Recorded data
▬▬▬
//! Basics.
//!
//! This module provides types for working with DNS data as the validator
//! sees it: domain names, resource records, RRsets, and complete messages
//! with their sections already decoded.
//!
//! # Types for DNS Data
//!
//! The module contains a number of types for DNS data, both fundamental
//! and composed. Because they often come with a number of support types,
//! they are arranged in submodules. These are:
//!
//! * [header] for the header of DNS messages,
//! * [iana] for the parameters defined in IANA registries,
//! * [message] for complete DNS messages,
//! * [name] for domain names,
//! * [opt] for the EDNS data of a message,
//! * [question] for questions,
//! * [record] for DNS resource records,
//! * [rrset] for sets of records of the same owner, class, and type,
//! * [scan] for reading the presentation format of records, and
//! * [serial] for serial numbers.
//!
//! The most important types are re-exported here.

pub use self::header::Header;
pub use self::iana::{Class, Rcode, Rtype};
pub use self::message::{Message, Section};
pub use self::name::Name;
pub use self::question::Question;
pub use self::record::{Record, Ttl};
pub use self::rrset::{MalformedSetError, Rrset};
pub use self::serial::Serial;

pub mod header;
pub mod iana;
pub mod message;
pub mod name;
pub mod opt;
pub mod question;
pub mod record;
pub mod rrset;
pub mod scan;
pub mod serial;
▬▬▬
> _Task item_:
Could you return the lines in the entries above that contain "with"?

> _Exercise response_:
//! This module provides types for working with DNS data as the validator
//! with their sections already decoded.
//! and composed. Because they often come with a number of support types,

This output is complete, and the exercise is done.